» **DATA FOR THIS TASK**:
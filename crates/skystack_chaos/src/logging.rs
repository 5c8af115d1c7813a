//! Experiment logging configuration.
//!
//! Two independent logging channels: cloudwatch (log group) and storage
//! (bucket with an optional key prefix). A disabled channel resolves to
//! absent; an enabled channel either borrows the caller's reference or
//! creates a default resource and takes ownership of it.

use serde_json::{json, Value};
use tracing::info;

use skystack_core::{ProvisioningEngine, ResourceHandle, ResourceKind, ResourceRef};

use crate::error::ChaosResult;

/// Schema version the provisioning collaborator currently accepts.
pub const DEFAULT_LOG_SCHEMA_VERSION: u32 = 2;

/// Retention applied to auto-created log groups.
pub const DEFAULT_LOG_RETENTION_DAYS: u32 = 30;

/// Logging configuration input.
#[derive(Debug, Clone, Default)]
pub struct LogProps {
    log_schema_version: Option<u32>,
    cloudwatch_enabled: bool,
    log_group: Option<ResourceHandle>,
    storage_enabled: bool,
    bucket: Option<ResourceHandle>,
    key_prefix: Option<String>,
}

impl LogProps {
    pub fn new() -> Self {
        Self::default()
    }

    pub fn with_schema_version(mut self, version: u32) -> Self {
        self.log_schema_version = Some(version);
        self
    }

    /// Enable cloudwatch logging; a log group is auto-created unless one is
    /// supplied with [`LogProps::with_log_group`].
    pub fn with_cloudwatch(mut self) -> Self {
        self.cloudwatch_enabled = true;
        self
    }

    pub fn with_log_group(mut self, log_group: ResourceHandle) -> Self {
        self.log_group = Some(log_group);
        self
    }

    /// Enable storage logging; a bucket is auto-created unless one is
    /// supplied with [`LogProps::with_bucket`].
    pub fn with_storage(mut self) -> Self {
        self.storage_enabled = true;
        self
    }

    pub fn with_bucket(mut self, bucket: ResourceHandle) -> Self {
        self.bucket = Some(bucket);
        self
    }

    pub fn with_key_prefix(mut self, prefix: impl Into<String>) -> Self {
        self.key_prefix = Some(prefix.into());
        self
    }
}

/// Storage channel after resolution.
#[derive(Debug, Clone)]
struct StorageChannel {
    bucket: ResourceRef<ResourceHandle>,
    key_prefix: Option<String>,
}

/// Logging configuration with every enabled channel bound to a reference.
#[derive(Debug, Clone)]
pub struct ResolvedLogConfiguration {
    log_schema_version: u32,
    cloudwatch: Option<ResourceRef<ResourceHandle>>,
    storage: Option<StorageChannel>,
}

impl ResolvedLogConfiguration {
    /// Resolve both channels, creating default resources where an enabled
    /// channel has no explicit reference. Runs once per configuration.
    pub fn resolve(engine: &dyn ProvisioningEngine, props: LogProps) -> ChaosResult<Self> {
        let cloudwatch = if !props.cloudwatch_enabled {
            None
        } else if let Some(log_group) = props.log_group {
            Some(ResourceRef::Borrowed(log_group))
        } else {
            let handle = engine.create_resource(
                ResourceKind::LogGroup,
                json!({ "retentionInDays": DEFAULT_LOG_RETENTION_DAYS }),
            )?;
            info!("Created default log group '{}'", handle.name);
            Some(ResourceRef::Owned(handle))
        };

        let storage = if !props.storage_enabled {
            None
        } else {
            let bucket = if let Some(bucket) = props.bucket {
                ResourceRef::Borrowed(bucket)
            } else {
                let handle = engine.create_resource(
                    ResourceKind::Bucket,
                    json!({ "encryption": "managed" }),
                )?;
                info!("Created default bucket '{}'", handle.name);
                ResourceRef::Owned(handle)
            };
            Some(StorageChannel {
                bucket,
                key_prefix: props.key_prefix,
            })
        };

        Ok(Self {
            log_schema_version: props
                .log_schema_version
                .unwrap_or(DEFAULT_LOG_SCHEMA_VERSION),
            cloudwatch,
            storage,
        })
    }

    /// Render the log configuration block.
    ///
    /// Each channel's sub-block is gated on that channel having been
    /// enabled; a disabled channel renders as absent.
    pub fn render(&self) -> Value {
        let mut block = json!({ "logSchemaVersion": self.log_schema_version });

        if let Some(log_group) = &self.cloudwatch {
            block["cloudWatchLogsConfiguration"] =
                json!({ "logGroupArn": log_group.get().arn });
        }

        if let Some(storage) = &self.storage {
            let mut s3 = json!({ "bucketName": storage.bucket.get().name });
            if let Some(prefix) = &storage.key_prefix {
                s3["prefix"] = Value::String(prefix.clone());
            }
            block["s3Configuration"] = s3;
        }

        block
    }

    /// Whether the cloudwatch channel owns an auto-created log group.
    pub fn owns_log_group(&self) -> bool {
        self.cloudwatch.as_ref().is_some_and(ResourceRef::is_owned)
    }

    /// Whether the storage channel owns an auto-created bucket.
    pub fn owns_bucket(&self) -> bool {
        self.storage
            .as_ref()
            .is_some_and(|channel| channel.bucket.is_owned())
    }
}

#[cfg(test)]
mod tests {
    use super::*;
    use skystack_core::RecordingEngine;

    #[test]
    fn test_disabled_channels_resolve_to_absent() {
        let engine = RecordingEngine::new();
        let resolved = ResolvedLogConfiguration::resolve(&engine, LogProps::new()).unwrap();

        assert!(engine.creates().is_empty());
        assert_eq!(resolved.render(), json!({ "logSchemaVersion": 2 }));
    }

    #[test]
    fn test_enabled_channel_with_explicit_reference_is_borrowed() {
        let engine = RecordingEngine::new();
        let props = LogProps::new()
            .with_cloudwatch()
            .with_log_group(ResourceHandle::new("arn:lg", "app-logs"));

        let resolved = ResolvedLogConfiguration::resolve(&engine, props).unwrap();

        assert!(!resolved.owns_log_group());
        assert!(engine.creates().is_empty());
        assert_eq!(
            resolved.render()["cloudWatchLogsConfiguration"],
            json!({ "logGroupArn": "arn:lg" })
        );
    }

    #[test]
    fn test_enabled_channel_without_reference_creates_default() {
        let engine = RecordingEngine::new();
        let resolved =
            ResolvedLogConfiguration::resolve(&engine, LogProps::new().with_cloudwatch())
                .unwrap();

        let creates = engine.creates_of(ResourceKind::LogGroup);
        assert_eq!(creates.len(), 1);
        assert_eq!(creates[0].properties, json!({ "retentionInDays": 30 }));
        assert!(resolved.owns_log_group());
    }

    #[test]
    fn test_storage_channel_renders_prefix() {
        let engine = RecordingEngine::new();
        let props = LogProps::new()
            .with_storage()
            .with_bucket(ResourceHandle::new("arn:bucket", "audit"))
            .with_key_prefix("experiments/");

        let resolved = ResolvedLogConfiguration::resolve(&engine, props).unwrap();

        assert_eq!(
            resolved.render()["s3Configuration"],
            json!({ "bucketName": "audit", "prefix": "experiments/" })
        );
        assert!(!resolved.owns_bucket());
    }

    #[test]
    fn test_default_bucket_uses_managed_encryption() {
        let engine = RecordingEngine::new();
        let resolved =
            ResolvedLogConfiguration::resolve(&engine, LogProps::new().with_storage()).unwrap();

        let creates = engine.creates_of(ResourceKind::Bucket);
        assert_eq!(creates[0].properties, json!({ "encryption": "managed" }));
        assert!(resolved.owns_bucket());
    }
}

» **TASK TO COMPLETE**:
Each line of the entries that contains "supplied" counts once; state the total as a bare number.

» **RESULT OF THIS TASK**:
2